Why do I like Mythtv?

Here are some of the reasons why I like using Mythtv:

  • Automatically skip Commercials during Playback
  • Runs in the Linux OS environment
  • It is free!
  • Can operate with remotes
  • Best programming Guide I have ever seen on any box (and I have used Bell Express Vu, and Rogers Cable boxes). Only costs $20 US to have schedules automatically downloaded from for one year.
  • Allows switching to other video capture devices (such as FTA satellite cards). I only deal with the unencyrpted signals (I’m not one of those “grey-area dudes” that is giving FTA Satellite users a bad reputation)…
  • Can search for shows / movies by letter or name
  • Ability to archive (backup) and transcode into different media including DVDs, etc (with the commercials automatically removed)
  • Works just fine on my older 32-bit Pentium IV, 1Gb RAM, 60 GB hard drive.

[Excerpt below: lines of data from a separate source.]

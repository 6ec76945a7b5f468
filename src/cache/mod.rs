//! 块缓存模块
//!
//! 固定容量、按字节预算的 LRU 块缓存。
//!
//! # 主要组件
//!
//! - [`BlockCache`] - 缓存本体：槽位数组 + 已提交链表 + 空闲链表
//! - [`Slot`] - 槽位，持有一个数据块副本
//! - [`SlotId`] - 带代数的槽位句柄，槽位复用后旧句柄失效
//! - [`BlockDestructor`] - 驱逐带来源引用的块时调用的回调
//! - [`CacheConfig`] / [`FreePolicy`] - 构造参数
//! - [`CacheStats`] - 缓存统计信息
//!
//! # 设计原理
//!
//! 槽位数组只在初始化时分配一次，两个双向链表都用数组索引串联在同一个数组上：
//!
//! 1. **已提交链表**：按访问时间排序，头为 LRU，尾为 MRU
//! 2. **空闲链表**：FIFO 队列，提交时取头，释放时追加到尾
//!
//! 链接是 `Option<u32>` 索引而不是指针，摘除和插入都是 O(1)，
//! 并且不需要 unsafe。
//!
//! # 两个容量约束
//!
//! - `slot_limit`: 槽位数量，固定
//! - `allocation_limit`: 已提交数据的总字节预算
//!
//! [`BlockCache::commit`] 只受槽位约束；[`BlockCache::insert`] 在两个约束
//! 任一不满足时从 LRU 端驱逐。
//!
//! # 使用示例
//!
//! ```rust,ignore
//! use lrucache_core::cache::{BlockCache, CacheConfig, FreePolicy, Slot};
//! use lrucache_core::GlobalPool;
//!
//! let config = CacheConfig::default()
//!     .with_slot_limit(64)
//!     .with_allocation_limit(64 * 1024)
//!     .with_free_policy(FreePolicy::Strict);
//!
//! let destroy = |slot: &Slot<u64>| {
//!     log::info!("release source {:?}", slot.source());
//! };
//! let mut cache = BlockCache::with_config(GlobalPool::new(), destroy, config)?;
//!
//! let id = cache.insert(&[0u8; 512], Some(1))?;
//! if let Some(data) = cache.get(id) {
//!     // 使用 data...
//! }
//!
//! // 释放指定块
//! cache.free_block(Some(id))?;
//!
//! // 查看统计信息
//! let stats = cache.stats();
//! println!("Cache: {}/{} slots, {}/{} bytes",
//!          stats.committed, stats.slot_limit, stats.allocated, stats.allocation_limit);
//! ```
//!
//! # 性能特性
//!
//! - **提交**: O(1) - 空闲链表取头 + 一次内存池分配
//! - **驱逐**: O(1) - 链表摘除 + 一次内存池释放
//! - **访问提升**: O(1)
//! - **按来源查找**: O(n)
//!
//! # 并发
//!
//! 缓存只支持单线程、单所有者访问。需要共享时由调用方在外部加锁。

mod block_cache;
mod config;
mod destroy;
mod list;
mod slot;

pub use block_cache::{BlockCache, CacheStats};
pub use config::{CacheConfig, FreePolicy};
pub use destroy::{BlockDestructor, NoopDestructor};
pub use slot::{Slot, SlotFlags, SlotId, SlotIndex};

Here is a link to a youtube video demonstrating basic use of Mythtv:

[Mythtv Demo]

Coming up in Next Post

Things to consider BEFORE setting up Mythtv on your Linux Box…


~ by Murray Saul on January 10, 2009.

2 Responses to “Mythtv – Part I”

  1. MythTV is soemthing I’ve often considered playing with perhaps sometime in the future. I’ve wanted to PVR pretty much since the Tivo was introduced back in…what, 2003? 2004? I don’t know, I saw it on TechTV and wanted it. Anyway the problem was the initial lack of availability of such devices in Canada (only took 3 bloody years or so) and then after that, a lack of any real options once the finally did bring the technology up here. The best one I can really see for a Canadian user would be to go ahead and build a MythTV box.
    Anyway, it’ll be interesting to see how this turns out.

  2. This looks like it could be an excellent solution for those that are running Linux boxes, however since most of us are running on the windows platform, Orb might be just as good, if not better.
    It can do all of the above, view any videos and pictures you have stored stored on your computer/network, and even use your Web cam for surveillance. On top of all this, can stream to just about any mobile devices.
    If you have a computer that has Windows Media Center Edition or Windows Vista Home Premium/Ultimate then you can run orb for free. The guide is downloaded for free because of the media center.
    Check it out at
    Nevertheless, I am interested in MythTv and will be checking it out myself. I just don’t have the experience with Linux so it will be quite the adventure.